Description
Historically, there was no validation on how docstrings were written. Some conventions were usually followed, but as the project grew, it was more difficult to ensure that all the API documentation pages are consistent, and don't have mistakes.
For the last two years, we've been implementing all sorts of validations to make sure every class, method, function and attribute is correctly documented.
The list of validations can be found here in the script that validates them: https://github.com/pandas-dev/pandas/blob/master/scripts/validate_docstrings.py#L77
Many of them have already been fixed in all the pages, and they could be added to the CI so they are not reintroduced again. The list of errors currently validated can be seen at the CI script: https://github.com/pandas-dev/pandas/blob/master/ci/code_checks.sh#L267
The list of pending errors making the difference is:
{'ES01': 'No extended summary found',
'EX01': 'No examples section found',
'EX02': 'Examples do not pass tests:\n{doctest_log}',
'EX03': 'flake8 error: {error_code} {error_message}{times_happening}',
'GL01': 'Docstring text (summary) should start in the line immediately after '
'the opening quotes (not in the same line, or leaving a blank line in '
'between)',
'GL02': 'Closing quotes should be placed in the line after the last text in '
'the docstring (do not close the quotes in the same line as the text, '
'or leave a blank line between the last text and the quotes)',
'GL08': 'The object does not have a docstring',
'PR01': 'Parameters {missing_params} not documented',
'PR02': 'Unknown parameters {unknown_params}',
'PR06': 'Parameter "{param_name}" type should use "{right_type}" instead of '
'"{wrong_type}"',
'PR07': 'Parameter "{param_name}" has no description',
'PR08': 'Parameter "{param_name}" description should start with a capital '
'letter',
'PR09': 'Parameter "{param_name}" description should finish with "."',
'RT02': 'The first line of the Returns section should contain only the type, '
'unless multiple values are being returned',
'RT03': 'Return value has no description',
'SA01': 'See Also section not found',
'SA02': 'Missing period at end of description for See Also "{reference_name}" '
'reference',
'SA03': 'Description should be capitalized for See Also "{reference_name}" '
'reference',
'SA04': 'Missing description for See Also "{reference_name}" reference',
'SS01': 'No summary found (a short summary in a single line should be present '
'at the beginning of the docstring)',
'SS02': 'Summary does not start with a capital letter',
'SS03': 'Summary does not end with a period',
'SS06': 'Summary should fit in a single line',
'YD01': 'No Yields section found'}
Some of them makes more sense to work when fixing the content of an object (like adding the description, or objects that simply don't have any documentation).
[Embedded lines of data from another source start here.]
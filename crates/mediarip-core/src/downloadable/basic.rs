use super::Resource;
use crate::download::download_url;
use crate::error::Result;
use crate::session::Session;
use mediarip_types::Source;
use std::path::Path;

/// Plain URL with no backend-specific handling (cover art, unencrypted files)
#[derive(Debug)]
pub struct BasicDownloadable {
    pub(super) resource: Resource,
}

impl BasicDownloadable {
    pub fn new(
        session: Session,
        url: impl Into<String>,
        extension: impl Into<String>,
        source: Source,
    ) -> Self {
        Self {
            resource: Resource::new(session, url, extension, source, None),
        }
    }

    /// Same as [`BasicDownloadable::new`] with the length already known
    pub fn with_size(
        session: Session,
        url: impl Into<String>,
        extension: impl Into<String>,
        source: Source,
        size: u64,
    ) -> Self {
        Self {
            resource: Resource::new(session, url, extension, source, Some(size)),
        }
    }

    pub(super) async fn download<F>(&self, path: &Path, callback: &mut F) -> Result<()>
    where
        F: FnMut(u64) + Send,
    {
        let resource = &self.resource;
        download_url(resource.session(), resource.url(), None, path, callback).await?;
        Ok(())
    }
}
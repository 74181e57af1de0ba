//! mediarip CLI - download tracks from streaming backends
//!
//! Logs in to a backend, resolves a track and writes it to disk,
//! decrypting on the fly where the backend requires it.

mod commands;
mod output;
mod progress;

use anyhow::Result;
use clap::{Parser, Subcommand};
use mediarip_types::{MediaType, Source};
use std::path::PathBuf;
use tracing_subscriber::{layer::SubscriberExt, util::SubscriberInitExt, EnvFilter};

/// mediarip - Streaming backend downloader
#[derive(Parser)]
#[command(name = "mediarip")]
#[command(author, version, about, long_about = None)]
#[command(propagate_version = true)]
struct Cli {
    /// Settings file
    #[arg(long, env = "MEDIARIP_CONFIG")]
    config: Option<PathBuf>,

    /// Verbose output
    #[arg(short, long)]
    verbose: bool,

    #[command(subcommand)]
    command: Commands,
}

#[derive(Clone, Copy, Debug, clap::ValueEnum)]
enum OutputFormat {
    Human,
    Json,
    Table,
}

#[derive(Subcommand)]
enum Commands {
    /// Download one or more tracks
    Download {
        /// Backend (deezer, soundcloud)
        source: Source,

        /// Track ids on the backend
        #[arg(required = true)]
        ids: Vec<String>,

        /// Quality tier (defaults to the configured one)
        #[arg(short, long)]
        quality: Option<u8>,

        /// Destination folder
        #[arg(short, long)]
        output: Option<PathBuf>,
    },

    /// Search a backend catalogue
    Search {
        /// Backend (deezer, soundcloud)
        source: Source,

        /// Item type (track, album, playlist, artist)
        media_type: MediaType,

        /// Search query
        query: String,

        /// Maximum number of results
        #[arg(short, long, default_value_t = mediarip_core::client::DEFAULT_SEARCH_LIMIT)]
        limit: usize,

        /// Output format
        #[arg(long, default_value = "human")]
        output: OutputFormat,
    },

    /// Show/create settings
    Config {
        #[command(subcommand)]
        action: Option<ConfigAction>,
    },

    /// Generate shell completions
    Completions {
        /// Shell to generate completions for
        shell: clap_complete::Shell,
    },
}

#[derive(Subcommand)]
enum ConfigAction {
    /// Show all settings
    Show,

    /// Print the settings file path
    Path,

    /// Write a default settings file
    Init,
}

fn init_logging(verbose: bool) {
    let filter = EnvFilter::try_from_default_env()
        .unwrap_or_else(|_| EnvFilter::new(if verbose { "debug" } else { "info" }));

    tracing_subscriber::registry()
        .with(tracing_subscriber::fmt::layer().with_writer(std::io::stderr))
        .with(filter)
        .init();
}

#[tokio::main]
async fn main() -> Result<()> {
    let cli = Cli::parse();
    init_logging(cli.verbose);

    let config_path = cli.config.unwrap_or_else(|| {
        dirs::config_dir()
            .map(|d| d.join("mediarip"))
            .unwrap_or_else(|| PathBuf::from(".mediarip"))
            .join("config.json")
    });
    let store = mediarip_core::SettingsStore::new(config_path);

    match cli.command {
        Commands::Download {
            source,
            ids,
            quality,
            output,
        } => commands::download(&store, source, &ids, quality, output).await?,

        Commands::Search {
            source,
            media_type,
            query,
            limit,
            output,
        } => commands::search(&store, source, media_type, &query, limit, output).await?,

        Commands::Config { action } => commands::config_action(&store, action).await?,

        Commands::Completions { shell } => {
            use clap::CommandFactory;
            clap_complete::generate(shell, &mut Cli::command(), "mediarip", &mut std::io::stdout());
        }
    }

    Ok(())
}
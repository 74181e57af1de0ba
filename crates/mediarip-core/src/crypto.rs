//! Deezer stream cipher
//!
//! Deezer serves tracks Blowfish-CBC encrypted in independent 2048-byte
//! chunks. Every chunk restarts from the same fixed IV, so chunk `i` can be
//! decrypted without chunk `i - 1`. The key is derived from the track id.

use crate::error::{MediaripError, Result};
use blowfish::Blowfish;
use cbc::cipher::block_padding::NoPadding;
use cbc::cipher::{BlockDecryptMut, InnerIvInit, KeyInit};
use md5::{Digest, Md5};

/// Shared secret mixed into every track key
pub const BLOWFISH_SECRET: &[u8; 16] = b"g4el58wc0zvf9na1";

/// IV every chunk is decrypted from
pub const BLOWFISH_IV: [u8; 8] = [0, 1, 2, 3, 4, 5, 6, 7];

/// Size of one independently encrypted chunk
pub const CIPHER_CHUNK_SIZE: usize = 2048;

const BLOCK_SIZE: usize = 8;

type BlowfishCbcDec = cbc::Decryptor<Blowfish>;

/// Derive the Blowfish key of a track
///
/// MD5 hex digest of the id, first half XOR second half XOR the secret.
pub fn blowfish_key(track_id: &str) -> [u8; 16] {
    let digest = hex::encode(Md5::digest(track_id.as_bytes()));
    let hex = digest.as_bytes();

    let mut key = [0u8; 16];
    for (i, byte) in key.iter_mut().enumerate() {
        *byte = hex[i] ^ hex[i + 16] ^ BLOWFISH_SECRET[i];
    }
    key
}

/// Decrypt one chunk
///
/// Only whole 8-byte blocks are ciphertext; a trailing partial block is
/// passed through untouched, so the output has the same length as the input.
pub fn decrypt_chunk(key: &[u8], chunk: &[u8]) -> Result<Vec<u8>> {
    let mut buf = chunk.to_vec();
    let aligned = buf.len() - buf.len() % BLOCK_SIZE;
    if aligned == 0 {
        return Ok(buf);
    }

    let cipher = <Blowfish as KeyInit>::new_from_slice(key)
        .map_err(|e| MediaripError::Cipher(format!("bad key: {}", e)))?;
    let decryptor = BlowfishCbcDec::inner_iv_slice_init(cipher, &BLOWFISH_IV)
        .map_err(|e| MediaripError::Cipher(format!("bad iv: {}", e)))?;
    decryptor
        .decrypt_padded_mut::<NoPadding>(&mut buf[..aligned])
        .map_err(|e| MediaripError::Cipher(e.to_string()))?;

    Ok(buf)
}

#[cfg(test)]
mod tests {
    use super::*;
    use cbc::cipher::BlockEncryptMut;

    type BlowfishCbcEnc = cbc::Encryptor<Blowfish>;

    fn encrypt_chunk(key: &[u8], chunk: &[u8]) -> Vec<u8> {
        let mut buf = chunk.to_vec();
        let aligned = buf.len() - buf.len() % BLOCK_SIZE;
        let cipher = <Blowfish as KeyInit>::new_from_slice(key).unwrap();
        BlowfishCbcEnc::inner_iv_slice_init(cipher, &BLOWFISH_IV)
            .unwrap()
            .encrypt_padded_mut::<NoPadding>(&mut buf[..aligned], aligned)
            .unwrap();
        buf
    }

    #[test]
    fn key_matches_known_value() {
        assert_eq!(&blowfish_key("3135556"), b"llfk9f,7e%u`<d49");
        assert_eq!(&blowfish_key("1"), b"4den4:}:g,#j3i`a");
    }

    #[test]
    fn key_is_deterministic() {
        for id in ["0", "3135556", "999999999999", "track-with-text"] {
            assert_eq!(blowfish_key(id), blowfish_key(id));
        }
        assert_ne!(blowfish_key("1"), blowfish_key("2"));
    }

    #[test]
    fn chunks_decrypt_independently() {
        let key = blowfish_key("3135556");
        let plain: Vec<Vec<u8>> = (0..3u8)
            .map(|n| (0..CIPHER_CHUNK_SIZE).map(|i| (i as u8).wrapping_mul(n + 1)).collect())
            .collect();
        let encrypted: Vec<Vec<u8>> = plain.iter().map(|c| encrypt_chunk(&key, c)).collect();

        assert_ne!(encrypted[0], plain[0]);

        // Decrypt out of order: no state carries over between chunks
        for i in [2, 0, 1] {
            assert_eq!(decrypt_chunk(&key, &encrypted[i]).unwrap(), plain[i]);
        }
    }

    #[test]
    fn partial_tail_block_passes_through() {
        let key = blowfish_key("42");
        let plain: Vec<u8> = (0..21u8).collect();
        let encrypted = encrypt_chunk(&key, &plain);

        assert_eq!(&encrypted[16..], &plain[16..]);
        assert_eq!(decrypt_chunk(&key, &encrypted).unwrap(), plain);
        assert_eq!(decrypt_chunk(&key, b"abc").unwrap(), b"abc");
    }
}
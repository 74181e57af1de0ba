#![allow(dead_code)]

use axum::Router;
use blowfish::Blowfish;
use cbc::cipher::block_padding::NoPadding;
use cbc::cipher::{BlockEncryptMut, InnerIvInit, KeyInit};
use mediarip_core::crypto::{blowfish_key, BLOWFISH_IV, CIPHER_CHUNK_SIZE};

/// Start a local server on an ephemeral port
///
/// `build` receives the base URL (no trailing slash) so handlers can hand
/// out absolute links to the same server.
pub async fn serve(build: impl FnOnce(String) -> Router) -> String {
    let listener = std::net::TcpListener::bind("127.0.0.1:0").expect("bind test server");
    listener
        .set_nonblocking(true)
        .expect("set test listener nonblocking");
    let base = format!("http://{}", listener.local_addr().unwrap());
    let app = build(base.clone());

    tokio::spawn(async move {
        let listener = tokio::net::TcpListener::from_std(listener).unwrap();
        axum::serve(listener, app).await.unwrap();
    });

    base
}

/// Deterministic test payload
pub fn payload(len: usize) -> Vec<u8> {
    (0..len).map(|i| (i * 31 % 251) as u8).collect()
}

/// Encrypt `plain` the way Deezer serves tracks: every 2048-byte chunk on
/// its own from the fixed IV, trailing partial blocks left as they are
pub fn deezer_encrypt(track_id: &str, plain: &[u8]) -> Vec<u8> {
    let key = blowfish_key(track_id);
    let mut out = Vec::with_capacity(plain.len());

    for chunk in plain.chunks(CIPHER_CHUNK_SIZE) {
        let mut buf = chunk.to_vec();
        let aligned = buf.len() - buf.len() % 8;
        if aligned > 0 {
            let cipher = <Blowfish as KeyInit>::new_from_slice(&key).unwrap();
            cbc::Encryptor::<Blowfish>::inner_iv_slice_init(cipher, &BLOWFISH_IV)
                .unwrap()
                .encrypt_padded_mut::<NoPadding>(&mut buf[..aligned], aligned)
                .unwrap();
        }
        out.extend_from_slice(&buf);
    }
    out
}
But some of them are just formatting errors, those are the ones I'd start with:
- EX03: flake8 error: {error_code} {error_message}{times_happening}
- GL01/GL02: Docstring text (summary) should start/end in the line immediately after the opening quotes (not in the same line, or leaving a blank line in between)
- PR02: Unknown parameters {unknown_params}
- PR06: Parameter "{param_name}" type should use "{right_type}" instead of "{wrong_type}"
- PR08: Parameter "{param_name}" description should start with a capital letter
- PR09: Parameter "{param_name}" description should finish with "."
- RT02: The first line of the Returns section should contain only the type, unless multiple values are being returned
- SA02: Missing period at end of description for See Also "{reference_name}" reference
- SA03: Description should be capitalized for See Also "{reference_name}" 'reference'
- SS02/SS03: Summary does not start/end with a capital letter
- SS03: Summary does not end with a period
- SS06: Summary should fit in a single line
To find errors for one of them you can use:
./scripts/validate_docstrings.py --errors=EX02
Or for errors that makes sense to address together:
./scripts/validate_docstrings.py --errors=GL01,GL02
This should give the list of errors to fix. We've got a list of steps to follow when fixing a docstring that it can be useful to you at: https://python-sprints.github.io/pandas/dashboard.html
VERY IMPORTANT
The main challenge will be not repeating the same work as other sprinters, which is very frustrating, and happened massively at every sprint. My recommendation is BEFORE doing any work, to create an issue for the error code you plan to work on (check that it hasn't already been created). In the error write the list of errors that validate_docstrings.py
returns. Then in a comment, take 10 of them, and write that you're going to fix them. Other people can work on a different 10. When opening a PR, reference the issue.
I created an issue for reference: #27976
Good luck!